Different fields have different conventions when it comes to using arXiv. As a theoretical physicist, I can only really speak to how we use the system.
When theoretical physicists write a paper, it is often not immediately clear which journal we should submit it to. Different journals have different standards, and a paper that will gather more interest can be published in a more prestigious journal. In order to gauge how much interest a paper will raise, most theoretical physicists will put their papers up on arXiv as preprints first, letting them sit there for a few months to drum up attention and get feedback before formally submitting the paper to a journal.
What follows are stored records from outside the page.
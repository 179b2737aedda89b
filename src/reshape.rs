// The parameterized reshape pipeline: one implementation behind every
// view the menu offers, instead of a near-duplicate pipeline per view.
use std::collections::{BTreeMap, BTreeSet};

use crate::filter;
use crate::types::{
    BranchDayRow, ChartKind, ChartPoint, ChartSpec, Dataset, DeliveryRecord, FilteredView, Metric,
    PivotRow, PivotTable, Selection, SummaryStats,
};
use crate::util::{format_fraction_pct, format_number, mean};

/// Shape of the table a pipeline run produces.
#[derive(Debug, Clone, Copy)]
pub enum ViewShape {
    /// One display row per matching record.
    Flat,
    /// Sub-category × branch matrix over one metric, mean-aggregated.
    Pivot { metric: Metric, date_in_index: bool },
}

#[derive(Debug, Clone)]
pub struct PipelineConfig {
    pub selection: Selection,
    pub metrics: Vec<Metric>,
    pub shape: ViewShape,
}

#[derive(Debug)]
pub enum TableOutput {
    Flat(Vec<BranchDayRow>),
    Pivot(PivotTable),
}

#[derive(Debug)]
pub struct PipelineRun {
    pub matched_rows: usize,
    pub table: TableOutput,
    pub charts: Vec<ChartSpec>,
}

/// Run filter → reshape → chart-spec over the dataset. Stateless: every
/// selection change recomputes from the immutable dataset.
pub fn run(dataset: &Dataset, config: &PipelineConfig) -> PipelineRun {
    let view = filter::filter(dataset, &config.selection);
    let matched_rows = view.len();
    match config.shape {
        ViewShape::Flat => {
            let charts = config.metrics.iter().map(|m| line_chart(&view, *m)).collect();
            PipelineRun {
                matched_rows,
                table: TableOutput::Flat(view_rows(&view)),
                charts,
            }
        }
        ViewShape::Pivot { metric, date_in_index } => {
            let table = pivot(&view, metric, date_in_index);
            let mut charts = vec![comparison_bars(&table, metric)];
            charts.push(line_chart(&view, metric));
            PipelineRun {
                matched_rows,
                table: TableOutput::Pivot(table),
                charts,
            }
        }
    }
}

/// Display rows for a filtered view, sorted by branch then date (Total
/// rows sort after dated ones). Percent columns are formatted here; the
/// numeric fields stay untouched on the records for the chart builders.
pub fn view_rows(view: &FilteredView) -> Vec<BranchDayRow> {
    let mut rows: Vec<&DeliveryRecord> = view.rows().to_vec();
    rows.sort_by(|a, b| a.branch.cmp(&b.branch).then(a.date.cmp(&b.date)));
    rows.into_iter()
        .map(|r| BranchDayRow {
            branch: r.branch.clone(),
            sub_category: r.sub_category.clone(),
            date: r.date.to_string(),
            receivable: format_number(r.receivable, 2),
            on_time: format_fraction_pct(r.on_time),
            sign_rate: format_fraction_pct(r.sign_rate),
        })
        .collect()
}

/// Pivot a view to index = sub-category (optionally × date), columns =
/// branch, values = one metric aggregated by mean. Fraction metrics are
/// scaled to percent; missing combinations fill with 0. Keys and columns
/// are emitted in sorted order, so the result is independent of input
/// row order.
pub fn pivot(view: &FilteredView, metric: Metric, date_in_index: bool) -> PivotTable {
    let mut columns: BTreeSet<String> = BTreeSet::new();
    let mut cells: BTreeMap<String, BTreeMap<String, Vec<f64>>> = BTreeMap::new();

    for r in view.rows() {
        let Some(value) = metric.plot_value(r) else { continue };
        let key = if date_in_index {
            format!("{} | {}", r.sub_category, r.date)
        } else {
            r.sub_category.clone()
        };
        columns.insert(r.branch.clone());
        cells
            .entry(key)
            .or_default()
            .entry(r.branch.clone())
            .or_default()
            .push(value);
    }

    let columns: Vec<String> = columns.into_iter().collect();
    let rows = cells
        .into_iter()
        .map(|(key, by_branch)| PivotRow {
            key,
            values: columns
                .iter()
                .map(|b| by_branch.get(b).map(|v| mean(v)).unwrap_or(0.0))
                .collect(),
        })
        .collect();

    PivotTable {
        index_label: if date_in_index {
            "SubCategory | Date".to_string()
        } else {
            "SubCategory".to_string()
        },
        columns,
        rows,
    }
}

fn y_label(metric: Metric) -> String {
    if metric.is_fraction() {
        "Percent (%)".to_string()
    } else {
        "Amount".to_string()
    }
}

/// Line chart of one metric over time, one series per branch. Aggregate
/// rows have no place on a date axis and are left out.
pub fn line_chart(view: &FilteredView, metric: Metric) -> ChartSpec {
    let mut rows: Vec<&DeliveryRecord> = view
        .rows()
        .iter()
        .copied()
        .filter(|r| !r.date.is_total())
        .collect();
    rows.sort_by(|a, b| a.branch.cmp(&b.branch).then(a.date.cmp(&b.date)));

    let points = rows
        .into_iter()
        .filter_map(|r| {
            metric.plot_value(r).map(|value| ChartPoint {
                category: r.date.to_string(),
                value,
                series: format!("{} - {}", r.branch, metric.label()),
            })
        })
        .collect();

    ChartSpec {
        kind: ChartKind::Line,
        title: format!("{} over time", metric.label()),
        x_label: "Date".to_string(),
        y_label: y_label(metric),
        points,
    }
}

/// Grouped bars over a pivot table: one category per index key, one
/// series per branch column.
pub fn comparison_bars(table: &PivotTable, metric: Metric) -> ChartSpec {
    let mut points = Vec::new();
    for row in &table.rows {
        for (branch, value) in table.columns.iter().zip(&row.values) {
            points.push(ChartPoint {
                category: row.key.clone(),
                value: *value,
                series: branch.clone(),
            });
        }
    }
    ChartSpec {
        kind: ChartKind::GroupedBar,
        title: format!("{} by branch", metric.label()),
        x_label: table.index_label.clone(),
        y_label: y_label(metric),
        points,
    }
}

/// Dataset-level stats for the JSON summary. Averages and the receivable
/// sum run over dated rows only, so aggregate rows are not double-counted.
pub fn summary(dataset: &Dataset) -> SummaryStats {
    let day_rows: Vec<&DeliveryRecord> = dataset
        .records()
        .iter()
        .filter(|r| !r.date.is_total())
        .collect();
    let on_time: Vec<f64> = day_rows
        .iter()
        .filter_map(|r| Metric::OnTime.plot_value(r))
        .collect();
    let sign_rate: Vec<f64> = day_rows
        .iter()
        .filter_map(|r| Metric::SignRate.plot_value(r))
        .collect();

    SummaryStats {
        total_rows: dataset.len(),
        total_branches: dataset.branches().len(),
        total_sub_categories: dataset
            .records()
            .iter()
            .map(|r| r.sub_category.as_str())
            .collect::<BTreeSet<_>>()
            .len(),
        total_receivable: day_rows.iter().map(|r| r.receivable).sum(),
        avg_on_time_pct: mean(&on_time),
        avg_sign_rate_pct: mean(&sign_rate),
    }
}

#[cfg(test)]
mod tests {
    use super::*;
    use crate::types::{DeliveryRecord, Fraction, Selection};
    use crate::util::parse_date_cell;

    fn rec(branch: &str, sub: &str, date: &str, recv: f64, on_time: f64, sign: f64) -> DeliveryRecord {
        DeliveryRecord {
            branch: branch.to_string(),
            sub_category: sub.to_string(),
            date: parse_date_cell(date),
            receivable: recv,
            on_time: Some(Fraction::new(on_time)),
            sign_rate: Some(Fraction::new(sign)),
        }
    }

    #[test]
    fn pivot_means_and_scales_fractions() {
        let data = Dataset::new(vec![
            rec("A", "X", "2024-01-01", 100.0, 0.9, 0.8),
            rec("B", "X", "2024-01-01", 70.0, 0.7, 0.6),
        ]);
        let view = filter::filter(&data, &Selection::default());
        let table = pivot(&view, Metric::OnTime, false);

        assert_eq!(table.columns, vec!["A".to_string(), "B".to_string()]);
        assert_eq!(table.rows.len(), 1);
        assert_eq!(table.rows[0].key, "X");
        assert_eq!(table.rows[0].values, vec![90.0, 70.0]);
    }

    #[test]
    fn pivot_is_independent_of_input_row_order() {
        let mut records = vec![
            rec("A", "X", "2024-01-01", 100.0, 0.9, 0.8),
            rec("B", "X", "2024-01-01", 70.0, 0.7, 0.6),
            rec("A", "Y", "2024-01-02", 40.0, 0.5, 0.4),
            rec("B", "Y", "2024-01-02", 60.0, 0.6, 0.5),
        ];
        let forward = Dataset::new(records.clone());
        records.reverse();
        let backward = Dataset::new(records);

        let sel = Selection::default();
        let a = pivot(&filter::filter(&forward, &sel), Metric::SignRate, false);
        let b = pivot(&filter::filter(&backward, &sel), Metric::SignRate, false);
        assert_eq!(a, b);
    }

    #[test]
    fn pivot_with_date_in_the_index_keys_by_sub_and_date() {
        let data = Dataset::new(vec![
            rec("A", "X", "2024-01-01", 100.0, 0.9, 0.8),
            rec("B", "X", "2024-01-01", 70.0, 0.7, 0.6),
            rec("A", "X", "2024-01-02", 100.0, 0.8, 0.7),
            rec("B", "X", "2024-01-02", 70.0, 0.6, 0.5),
        ]);
        let view = filter::filter(&data, &Selection::default());
        let table = pivot(&view, Metric::OnTime, true);

        assert_eq!(table.index_label, "SubCategory | Date");
        assert_eq!(table.columns, vec!["A".to_string(), "B".to_string()]);
        let keys: Vec<&str> = table.rows.iter().map(|r| r.key.as_str()).collect();
        assert_eq!(keys, vec!["X | 2024-01-01", "X | 2024-01-02"]);
        assert_eq!(table.rows[0].values, vec![90.0, 70.0]);
        assert_eq!(table.rows[1].values, vec![80.0, 60.0]);
    }

    #[test]
    fn both_rate_metrics_chart_as_one_series_per_branch_and_metric() {
        let data = Dataset::new(vec![
            rec("A", "X", "2024-01-01", 100.0, 0.9, 0.8),
            rec("B", "X", "2024-01-01", 70.0, 0.7, 0.6),
        ]);
        let view = filter::filter(&data, &Selection::default());
        let charts: Vec<ChartSpec> = [Metric::OnTime, Metric::SignRate]
            .iter()
            .map(|m| line_chart(&view, *m))
            .collect();

        let series: BTreeSet<String> = charts
            .iter()
            .flat_map(|c| c.points.iter().map(|p| p.series.clone()))
            .collect();
        assert_eq!(
            series,
            BTreeSet::from([
                "A - On-Time Rate".to_string(),
                "A - Sign Rate".to_string(),
                "B - On-Time Rate".to_string(),
                "B - Sign Rate".to_string(),
            ])
        );
    }

    #[test]
    fn pivot_fills_missing_combinations_with_zero() {
        let data = Dataset::new(vec![
            rec("A", "X", "2024-01-01", 100.0, 0.9, 0.8),
            rec("B", "Y", "2024-01-01", 70.0, 0.7, 0.6),
        ]);
        let view = filter::filter(&data, &Selection::default());
        let table = pivot(&view, Metric::OnTime, false);

        assert_eq!(table.rows[0].key, "X");
        assert_eq!(table.rows[0].values, vec![90.0, 0.0]);
        assert_eq!(table.rows[1].key, "Y");
        assert_eq!(table.rows[1].values, vec![0.0, 70.0]);
    }

    #[test]
    fn pivot_averages_duplicate_combinations() {
        let data = Dataset::new(vec![
            rec("A", "X", "2024-01-01", 100.0, 0.8, 0.8),
            rec("A", "X", "2024-01-02", 100.0, 0.6, 0.6),
        ]);
        let view = filter::filter(&data, &Selection::default());
        let table = pivot(&view, Metric::OnTime, false);
        assert_eq!(table.rows[0].values, vec![70.0]);
    }

    #[test]
    fn display_rows_format_without_touching_numeric_fields() {
        let data = Dataset::new(vec![
            rec("A", "X", "2024-01-01", 1234.5, 0.9, 0.8),
            DeliveryRecord {
                sign_rate: None,
                ..rec("A", "X", "Total", 500.0, 0.85, 0.0)
            },
        ]);
        let view = filter::filter(&data, &Selection::default());
        let rows = view_rows(&view);

        assert_eq!(rows[0].date, "2024-01-01");
        assert_eq!(rows[0].receivable, "1,234.50");
        assert_eq!(rows[0].on_time, "90%");
        assert_eq!(rows[1].date, "Total");
        assert_eq!(rows[1].sign_rate, "");

        // The chart path still sees numbers after formatting.
        let chart = line_chart(&view, Metric::OnTime);
        assert_eq!(chart.points.len(), 1);
        assert_eq!(chart.points[0].value, 90.0);
    }

    #[test]
    fn line_chart_leaves_aggregate_rows_off_the_date_axis() {
        let data = Dataset::new(vec![
            rec("A", "X", "2024-01-01", 100.0, 0.9, 0.8),
            rec("A", "X", "Total", 500.0, 0.85, 0.75),
        ]);
        let view = filter::filter(&data, &Selection::default());
        let chart = line_chart(&view, Metric::SignRate);
        assert_eq!(chart.points.len(), 1);
        assert_eq!(chart.points[0].category, "2024-01-01");
        assert_eq!(chart.points[0].series, "A - Sign Rate");
    }

    #[test]
    fn comparison_bars_emit_one_point_per_cell() {
        let data = Dataset::new(vec![
            rec("A", "X", "2024-01-01", 100.0, 0.9, 0.8),
            rec("B", "X", "2024-01-01", 70.0, 0.7, 0.6),
        ]);
        let view = filter::filter(&data, &Selection::default());
        let table = pivot(&view, Metric::OnTime, false);
        let chart = comparison_bars(&table, Metric::OnTime);

        assert_eq!(chart.points.len(), 2);
        assert_eq!(chart.points[0].series, "A");
        assert_eq!(chart.points[0].value, 90.0);
        assert_eq!(chart.points[1].series, "B");
        assert_eq!(chart.points[1].value, 70.0);
    }

    #[test]
    fn pipeline_run_reports_empty_matches_without_error() {
        let data = Dataset::new(vec![rec("A", "X", "2024-01-01", 100.0, 0.9, 0.8)]);
        let config = PipelineConfig {
            selection: Selection {
                branches: vec!["Nowhere".to_string()],
                ..Selection::default()
            },
            metrics: vec![Metric::OnTime],
            shape: ViewShape::Flat,
        };
        let run = run(&data, &config);
        assert_eq!(run.matched_rows, 0);
        match run.table {
            TableOutput::Flat(rows) => assert!(rows.is_empty()),
            TableOutput::Pivot(_) => panic!("expected flat output"),
        }
    }

    #[test]
    fn summary_counts_dated_rows_only_for_averages() {
        let data = Dataset::new(vec![
            rec("A", "X", "2024-01-01", 100.0, 0.9, 0.8),
            rec("B", "X", "2024-01-01", 50.0, 0.7, 0.6),
            rec("A", "X", "Total", 500.0, 0.85, 0.75),
        ]);
        let stats = summary(&data);
        assert_eq!(stats.total_rows, 3);
        assert_eq!(stats.total_branches, 2);
        assert_eq!(stats.total_receivable, 150.0);
        assert_eq!(stats.avg_on_time_pct, 80.0);
    }
}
The arXiv isn’t just for preprints, though. Once a paper is published in a journal, a copy of the paper remains on arXiv. Often, the copy on arXiv will be updated when the paper is updated, changed to the journal’s preferred format and labeled with the correct journal reference. So arXiv, ultimately, contains almost all of the papers published in theoretical physics in the last decade or two, all free to read.
But it’s not just papers! The digital format of arXiv makes it much easier to post other files alongside a paper, so that many people upload not just their results, but the computer code they used to generate them, or their raw data in long files. You can also post papers too long or unwieldy to publish in a journal, making arXiv an excellent dropping-off point for information in whatever format you think is best.
We stand at the edge of a new age of freely accessible science. As more and more disciplines start to use arXiv and similar services, we’ll have more flexibility to get more information to more people, while still keeping the advantage of peer review for publication in actual journals. It’s going to be very interesting to see where things go from here.